use bankwarden::error::BmsError;

#[test]
fn error_constructors() {
    assert!(matches!(BmsError::config("x"), BmsError::Config { .. }));
    assert!(matches!(BmsError::io("x"), BmsError::Io { .. }));
    assert!(matches!(BmsError::network("x"), BmsError::Network { .. }));
    assert!(matches!(BmsError::timeout("x"), BmsError::Timeout { .. }));
    assert!(matches!(BmsError::protocol("x"), BmsError::Protocol { .. }));
    assert!(matches!(
        BmsError::bus_timeout("relay write"),
        BmsError::BusTimeout { .. }
    ));
    assert!(matches!(BmsError::bus_io("x"), BmsError::BusIo { .. }));
    assert!(matches!(
        BmsError::interlock("x"),
        BmsError::SafetyInterlock { .. }
    ));
    assert!(matches!(BmsError::web("x"), BmsError::Web { .. }));
    assert!(matches!(BmsError::generic("x"), BmsError::Generic { .. }));
    assert!(matches!(
        BmsError::validation("f", "m"),
        BmsError::Validation { .. }
    ));
}

#[test]
fn classification() {
    assert!(BmsError::ShortFrame { len: 2 }.is_frame_error());
    assert!(BmsError::ModbusException { code: 2 }.is_frame_error());
    assert!(
        BmsError::CrcMismatch {
            expected: 1,
            actual: 2
        }
        .is_frame_error()
    );
    assert!(!BmsError::network("down").is_frame_error());

    assert!(BmsError::bus_timeout("probe").is_bus_error());
    assert!(!BmsError::timeout("connect").is_bus_error());
}

#[test]
fn acquisition_error_keeps_context() {
    let e = BmsError::acquisition(
        "192.168.15.240:10001",
        3,
        BmsError::network("connection refused"),
    );
    let s = format!("{}", e);
    assert!(s.contains("192.168.15.240:10001"));
    assert!(s.contains("3 attempts"));
    assert!(s.contains("connection refused"));
    assert!(std::error::Error::source(&e).is_some());
}

#[test]
fn io_errors_convert() {
    let io = std::io::Error::new(std::io::ErrorKind::NotFound, "gone");
    let e: BmsError = io.into();
    assert!(format!("{}", e).contains("I/O error"));
}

### TASK STATEMENT:
Once you have counted the lines of the records holding the string "contains", state that number with no other words.

### EXPECTED ANSWER:
4